-- Opening Marker --

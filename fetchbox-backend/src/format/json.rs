use bytes::Bytes;
use fetchbox_core::{CachedResponse, Raw};

use super::{Format, FormatError, FormatTypeId};

/// JSON format (default)
#[derive(Debug, Clone, Copy, Default)]
pub struct JsonFormat;

impl Format for JsonFormat {
    fn serialize(&self, value: &CachedResponse) -> Result<Raw, FormatError> {
        serde_json::to_vec(value)
            .map(Bytes::from)
            .map_err(|e| FormatError::Serialize(Box::new(e)))
    }

    fn deserialize(&self, data: &[u8]) -> Result<CachedResponse, FormatError> {
        serde_json::from_slice(data).map_err(|e| FormatError::Deserialize(Box::new(e)))
    }

    fn clone_box(&self) -> Box<dyn Format> {
        Box::new(*self)
    }

    fn format_type_id(&self) -> FormatTypeId {
        FormatTypeId::Json
    }
}
use std::collections::VecDeque;
use std::sync::atomic::{AtomicUsize, Ordering};
use std::sync::{Arc, Mutex, MutexGuard};
use std::time::Duration;

use bytes::Bytes;
use fetchbox_core::{Request, Response, Transport, TransportError};
use futures::FutureExt;
use futures::future::BoxFuture;
use http::StatusCode;

/// What a [`MockTransport`] call resolves to.
#[derive(Debug, Clone)]
pub enum Reply {
    /// Upstream answers with this response.
    Respond(Response),
    /// The call fails without a response.
    Fail(TransportError),
}

impl Reply {
    /// A response with `status` and `body`.
    pub fn status(status: StatusCode, body: impl Into<Bytes>) -> Self {
        Reply::Respond(Response::with_status(status, body))
    }

    /// A `200 OK` response with `body`.
    pub fn ok(body: impl Into<Bytes>) -> Self {
        Self::status(StatusCode::OK, body)
    }
}

#[derive(Debug)]
struct Inner {
    script: Mutex<VecDeque<Reply>>,
    fallback: Mutex<Reply>,
    latency: Mutex<Duration>,
    calls: AtomicUsize,
    requests: Mutex<Vec<Request>>,
}

fn lock<T>(mutex: &Mutex<T>) -> MutexGuard<'_, T> {
    mutex.lock().unwrap_or_else(|e| e.into_inner())
}

/// Scripted transport.
///
/// Each call pops the next scripted [`Reply`]; once the script is exhausted
/// the fallback reply (`200 ok` unless changed) is used. Every call is counted
/// and the request it received is recorded. Clones share all state.
#[derive(Debug, Clone)]
pub struct MockTransport {
    inner: Arc<Inner>,
}

impl Default for MockTransport {
    fn default() -> Self {
        Self::new()
    }
}

impl MockTransport {
    pub fn new() -> Self {
        Self {
            inner: Arc::new(Inner {
                script: Mutex::new(VecDeque::new()),
                fallback: Mutex::new(Reply::ok("ok")),
                latency: Mutex::new(Duration::ZERO),
                calls: AtomicUsize::new(0),
                requests: Mutex::new(Vec::new()),
            }),
        }
    }

    /// Answers every unscripted call with `reply`.
    pub fn always(self, reply: Reply) -> Self {
        *lock(&self.inner.fallback) = reply;
        self
    }

    /// Queues `reply` for the next unanswered call.
    pub fn then(self, reply: Reply) -> Self {
        self.push(reply);
        self
    }

    /// Queues `reply` without consuming the transport.
    pub fn push(&self, reply: Reply) {
        lock(&self.inner.script).push_back(reply);
    }

    /// Delays every reply by `latency`.
    pub fn with_latency(self, latency: Duration) -> Self {
        self.set_latency(latency);
        self
    }

    pub fn set_latency(&self, latency: Duration) {
        *lock(&self.inner.latency) = latency;
    }

    /// Number of calls made so far.
    pub fn call_count(&self) -> usize {
        self.inner.calls.load(Ordering::SeqCst)
    }

    /// Requests received so far, in call order.
    pub fn requests(&self) -> Vec<Request> {
        lock(&self.inner.requests).clone()
    }
}

impl Transport for MockTransport {
    type Future = BoxFuture<'static, Result<Response, TransportError>>;

    fn call(&mut self, request: Request) -> Self::Future {
        self.inner.calls.fetch_add(1, Ordering::SeqCst);
        lock(&self.inner.requests).push(request);
        let reply = lock(&self.inner.script)
            .pop_front()
            .unwrap_or_else(|| lock(&self.inner.fallback).clone());
        let latency = *lock(&self.inner.latency);

        async move {
            if !latency.is_zero() {
                tokio::time::sleep(latency).await;
            }
            match reply {
                Reply::Respond(response) => Ok(response),
                Reply::Fail(err) => Err(err),
            }
        }
        .boxed()
    }
}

-- Closing Marker --

Work to be completed: Reproduce all of the data above, exactly and without omission.

Solution for this task:
filename fetchbox-backend/src/format/json.rs
use bytes::Bytes;
use fetchbox_core::{CachedResponse, Raw};

use super::{Format, FormatError, FormatTypeId};

/// JSON format (default)
#[derive(Debug, Clone, Copy, Default)]
pub struct JsonFormat;

impl Format for JsonFormat {
    fn serialize(&self, value: &CachedResponse) -> Result<Raw, FormatError> {
        serde_json::to_vec(value)
            .map(Bytes::from)
            .map_err(|e| FormatError::Serialize(Box::new(e)))
    }

    fn deserialize(&self, data: &[u8]) -> Result<CachedResponse, FormatError> {
        serde_json::from_slice(data).map_err(|e| FormatError::Deserialize(Box::new(e)))
    }

    fn clone_box(&self) -> Box<dyn Format> {
        Box::new(*self)
    }

    fn format_type_id(&self) -> FormatTypeId {
        FormatTypeId::Json
    }
}
use std::collections::VecDeque;
use std::sync::atomic::{AtomicUsize, Ordering};
use std::sync::{Arc, Mutex, MutexGuard};
use std::time::Duration;

use bytes::Bytes;
use fetchbox_core::{Request, Response, Transport, TransportError};
use futures::FutureExt;
use futures::future::BoxFuture;
use http::StatusCode;

/// What a [`MockTransport`] call resolves to.
#[derive(Debug, Clone)]
pub enum Reply {
    /// Upstream answers with this response.
    Respond(Response),
    /// The call fails without a response.
    Fail(TransportError),
}

impl Reply {
    /// A response with `status` and `body`.
    pub fn status(status: StatusCode, body: impl Into<Bytes>) -> Self {
        Reply::Respond(Response::with_status(status, body))
    }

    /// A `200 OK` response with `body`.
    pub fn ok(body: impl Into<Bytes>) -> Self {
        Self::status(StatusCode::OK, body)
    }
}

#[derive(Debug)]
struct Inner {
    script: Mutex<VecDeque<Reply>>,
    fallback: Mutex<Reply>,
    latency: Mutex<Duration>,
    calls: AtomicUsize,
    requests: Mutex<Vec<Request>>,
}

fn lock<T>(mutex: &Mutex<T>) -> MutexGuard<'_, T> {
    mutex.lock().unwrap_or_else(|e| e.into_inner())
}

/// Scripted transport.
///
/// Each call pops the next scripted [`Reply`]; once the script is exhausted
/// the fallback reply (`200 ok` unless changed) is used. Every call is counted
/// and the request it received is recorded. Clones share all state.
#[derive(Debug, Clone)]
pub struct MockTransport {
    inner: Arc<Inner>,
}

impl Default for MockTransport {
    fn default() -> Self {
        Self::new()
    }
}

impl MockTransport {
    pub fn new() -> Self {
        Self {
            inner: Arc::new(Inner {
                script: Mutex::new(VecDeque::new()),
                fallback: Mutex::new(Reply::ok("ok")),
                latency: Mutex::new(Duration::ZERO),
                calls: AtomicUsize::new(0),
                requests: Mutex::new(Vec::new()),
            }),
        }
    }

    /// Answers every unscripted call with `reply`.
    pub fn always(self, reply: Reply) -> Self {
        *lock(&self.inner.fallback) = reply;
        self
    }

    /// Queues `reply` for the next unanswered call.
    pub fn then(self, reply: Reply) -> Self {
        self.push(reply);
        self
    }

    /// Queues `reply` without consuming the transport.
    pub fn push(&self, reply: Reply) {
        lock(&self.inner.script).push_back(reply);
    }

    /// Delays every reply by `latency`.
    pub fn with_latency(self, latency: Duration) -> Self {
        self.set_latency(latency);
        self
    }

    pub fn set_latency(&self, latency: Duration) {
        *lock(&self.inner.latency) = latency;
    }

    /// Number of calls made so far.
    pub fn call_count(&self) -> usize {
        self.inner.calls.load(Ordering::SeqCst)
    }

    /// Requests received so far, in call order.
    pub fn requests(&self) -> Vec<Request> {
        lock(&self.inner.requests).clone()
    }
}

impl Transport for MockTransport {
    type Future = BoxFuture<'static, Result<Response, TransportError>>;

    fn call(&mut self, request: Request) -> Self::Future {
        self.inner.calls.fetch_add(1, Ordering::SeqCst);
        lock(&self.inner.requests).push(request);
        let reply = lock(&self.inner.script)
            .pop_front()
            .unwrap_or_else(|| lock(&self.inner.fallback).clone());
        let latency = *lock(&self.inner.latency);

        async move {
            if !latency.is_zero() {
                tokio::time::sleep(latency).await;
            }
            match reply {
                Reply::Respond(response) => Ok(response),
                Reply::Fail(err) => Err(err),
            }
        }
        .boxed()
    }
}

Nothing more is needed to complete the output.